Subspecialist Collaborations & Other Resources

Pediatric Gastroenterology (see Services below for relevant providers)

A visit with gastroenterology may be helpful if the child is having trouble gaining weight or swallowing, or if a gastrostomy tube placement is being considered.

Pediatric Orthopedics (see Services below for relevant providers)

Refer for assistance in monitoring musculoskeletal health and addressing fractures.

Nutrition Assessment Services (see Services below for relevant providers)

Consider a visit with a nutritionist, especially if the child is having difficulty gaining weight.

Pediatric Endocrinology (see Services below for relevant providers)

If bone density is low, and there has been a fracture history, consider referral to endocrinology.

Bone Densitometry/DEXA (see Services below for relevant providers)

Obtain for baseline and re-evaluation.

Cardiology

Due to frequent cardiac problems related to abnormal development of conduction fibers in the heart, including prolonged QTc interval and sinus tachycardia and bradycardia, individuals with Rett syndrome should have regular EKGs and if abnormal be evaluated by a pediatric cardiologist (or a cardiologist familiar with pediatric cardiac disease).
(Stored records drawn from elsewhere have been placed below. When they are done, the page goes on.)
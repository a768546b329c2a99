use chrono::{DateTime, Utc};
use dictionary::StudentLevel;
use sqlx::{migrate::MigrateDatabase, query, query_as, FromRow, Pool, Sqlite, SqlitePool};
use tracing::warn;

use crate::history::{History, HistoryEntry};
use crate::theme::ThemeColor;

const THEME_KEY: &str = "theme";

#[derive(Debug, FromRow)]
struct HistoryRow {
    word: String,
    level: String,
    searched_at: DateTime<Utc>,
}

/// Durable home of the search history and the theme preference.
pub struct Storage {
    pool: Pool<Sqlite>,
}

impl Storage {
    pub async fn initialize(db_url: &str) -> sqlx::Result<Self> {
        if !Sqlite::database_exists(db_url).await.unwrap_or(false) {
            Sqlite::create_database(db_url).await?;
        }
        let pool = SqlitePool::connect(db_url).await?;
        sqlx::migrate!().run(&pool).await?;
        Ok(Self { pool })
    }

    /// A private database that lives as long as the storage.
    #[cfg(test)]
    pub async fn in_memory() -> sqlx::Result<Self> {
        use sqlx::sqlite::SqlitePoolOptions;
        use std::time::Duration;

        let pool = SqlitePoolOptions::new()
            .max_connections(1)
            .idle_timeout(None::<Duration>)
            .max_lifetime(None::<Duration>)
            .connect("sqlite::memory:")
            .await?;
        sqlx::migrate!().run(&pool).await?;
        Ok(Self { pool })
    }
}

impl Storage {
    /// Rows that no longer parse are skipped.
    pub async fn load_history(&self) -> sqlx::Result<History> {
        let rows: Vec<HistoryRow> =
            query_as("SELECT word, level, searched_at FROM search_history ORDER BY position")
                .fetch_all(&self.pool)
                .await?;
        let entries = rows.into_iter().filter_map(|row| match row.level.parse::<StudentLevel>() {
            Ok(level) => Some(HistoryEntry {
                word: row.word,
                level,
                timestamp: row.searched_at,
            }),
            Err(error) => {
                warn!("skipping history entry {:?}: {error}", row.word);
                None
            }
        });
        Ok(History::from_entries(entries))
    }

    /// Replaces the stored list with `history`.
    pub async fn save_history(&self, history: &History) -> sqlx::Result<()> {
        let mut tx = self.pool.begin().await?;
        query("DELETE FROM search_history")
            .execute(&mut *tx)
            .await?;
        for (position, entry) in history.entries().iter().enumerate() {
            query("INSERT INTO search_history(position, word, level, searched_at) VALUES(?, ?, ?, ?)")
                .bind(position as i64)
                .bind(&entry.word)
                .bind(entry.level.key())
                .bind(entry.timestamp)
                .execute(&mut *tx)
                .await?;
        }
        tx.commit().await
    }

    /// Falls back to the default theme when nothing valid is stored.
    pub async fn load_theme(&self) -> sqlx::Result<ThemeColor> {
        let value: Option<(String,)> = query_as("SELECT value FROM settings WHERE key = ?")
            .bind(THEME_KEY)
            .fetch_optional(&self.pool)
            .await?;
        Ok(match value {
            Some((value,)) => value.parse::<ThemeColor>().unwrap_or_else(|error| {
                warn!("ignoring stored theme: {error}");
                ThemeColor::default()
            }),
            None => ThemeColor::default(),
        })
    }

    pub async fn save_theme(&self, theme: ThemeColor) -> sqlx::Result<()> {
        query(
            "INSERT INTO settings(key, value) VALUES(?, ?) ON CONFLICT(key) DO UPDATE SET value = excluded.value",
        )
        .bind(THEME_KEY)
        .bind(theme.name())
        .execute(&self.pool)
        .await
        .map(|_| ())
    }
}

#[cfg(test)]
mod tests {
    use super::*;

    #[tokio::test]
    async fn history_survives_a_round_trip_in_order() {
        let storage = Storage::in_memory().await.unwrap();
        assert!(storage.load_history().await.unwrap().entries().is_empty());

        let mut history = History::default();
        history.record("사과", StudentLevel::Elementary);
        history.record("배", StudentLevel::Middle);
        history.record("사랑", StudentLevel::High);
        storage.save_history(&history).await.unwrap();

        let loaded = storage.load_history().await.unwrap();
        let words = loaded
            .entries()
            .iter()
            .map(|entry| (&entry.word[..], entry.level))
            .collect::<Vec<_>>();
        assert_eq!(
            words,
            vec![
                ("사랑", StudentLevel::High),
                ("배", StudentLevel::Middle),
                ("사과", StudentLevel::Elementary),
            ]
        );
    }

    #[tokio::test]
    async fn saving_replaces_the_previous_list() {
        let storage = Storage::in_memory().await.unwrap();
        let mut history = History::default();
        history.record("사과", StudentLevel::Elementary);
        history.record("배", StudentLevel::Elementary);
        storage.save_history(&history).await.unwrap();

        history.record("사과", StudentLevel::High);
        storage.save_history(&history).await.unwrap();

        let loaded = storage.load_history().await.unwrap();
        assert_eq!(loaded.len(), 2);
        assert_eq!(loaded.entries()[0].word, "사과");
        assert_eq!(loaded.entries()[0].level, StudentLevel::High);
    }

    #[tokio::test]
    async fn unknown_levels_are_skipped_on_load() {
        let storage = Storage::in_memory().await.unwrap();
        query("INSERT INTO search_history(position, word, level, searched_at) VALUES(0, '눈', 'kindergarten', ?)")
            .bind(Utc::now())
            .execute(&storage.pool)
            .await
            .unwrap();
        assert!(storage.load_history().await.unwrap().entries().is_empty());
    }

    #[tokio::test]
    async fn theme_defaults_and_persists() {
        let storage = Storage::in_memory().await.unwrap();
        assert_eq!(storage.load_theme().await.unwrap(), ThemeColor::Indigo);

        storage.save_theme(ThemeColor::Emerald).await.unwrap();
        storage.save_theme(ThemeColor::Sky).await.unwrap();
        assert_eq!(storage.load_theme().await.unwrap(), ThemeColor::Sky);

        query("UPDATE settings SET value = 'neon' WHERE key = ?")
            .bind(THEME_KEY)
            .execute(&storage.pool)
            .await
            .unwrap();
        assert_eq!(storage.load_theme().await.unwrap(), ThemeColor::Indigo);
    }
}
Valve problems or cardiac myopathies are not associated with Rett syndrome. [Briggs: 2014] Families who have a child with Rett syndrome and prolonged QT syndrome should know which medications to avoid (see Prescription Medications below). In some cases of prolonged QT, beta blockers may be helpful. Acetyl-L-carnitine may also be helpful; however, large safety studies have not been performed. [Briggs: 2014] Heart arrhythmias may be one of the causes of the rare cases of sudden death in girls with Rett syndrome. Sudden death occurs more frequently in Rett syndrome than in the general population, but the cause is not well understood. [Briggs: 2014] Even in girls without symptoms of heart disease, a baseline visit with cardiology and periodic follow-up is reasonable.

Subspecialist Collaborations & Other Resources

Pediatric Cardiology (see Services below for relevant providers)

Refer for assessment and management of cardiac problems, including formal review of EKGs and Holter monitoring.

Musculoskeletal

Girls with Rett syndrome should be followed for hand and foot contractures and deformities, fractures, hip subluxation or dislocation, and scoliosis. Monitor mobility aids like wheelchairs or walkers for appropriate fit.

Scoliosis
Scoliosis can start prior to puberty, advance rapidly, and continue after puberty. [Downs: 2009] By age 16, 85% of girls with Rett syndrome develop scoliosis to some extent, and many undergo spine surgery. [Killian: 2017] Spine imaging is recommended when scoliosis is initially observed and then every 6-12 months depending on the degree of the Cobb angle, ambulatory status, and stage of puberty. Because of the complexity of the detailed guidelines for the management of scoliosis in Rett syndrome, spinal imaging may be coordinated by the child’s orthopedic surgeon. [Downs: 2009]

Hips
Hip subluxation or dislocation is also common, but not painful (so it could be easily overlooked). In one study, hip problems were noted in 50% of girls with Rett syndrome by age 15.6 years. [Tay: 2010] Hip imaging is recommended annually starting at age 18 months for children who are non-ambulatory and if there is a positive Galeazzi sign or other concerning physical exam findings. [Tay: 2010] Similar to spine management, imaging may be coordinated by the orthopedic specialist.

Subspecialist Collaborations & Other Resources

Pediatric Orthopedics (see Services below for relevant providers)

Refer for ongoing surveillance and management of musculoskeletal issues.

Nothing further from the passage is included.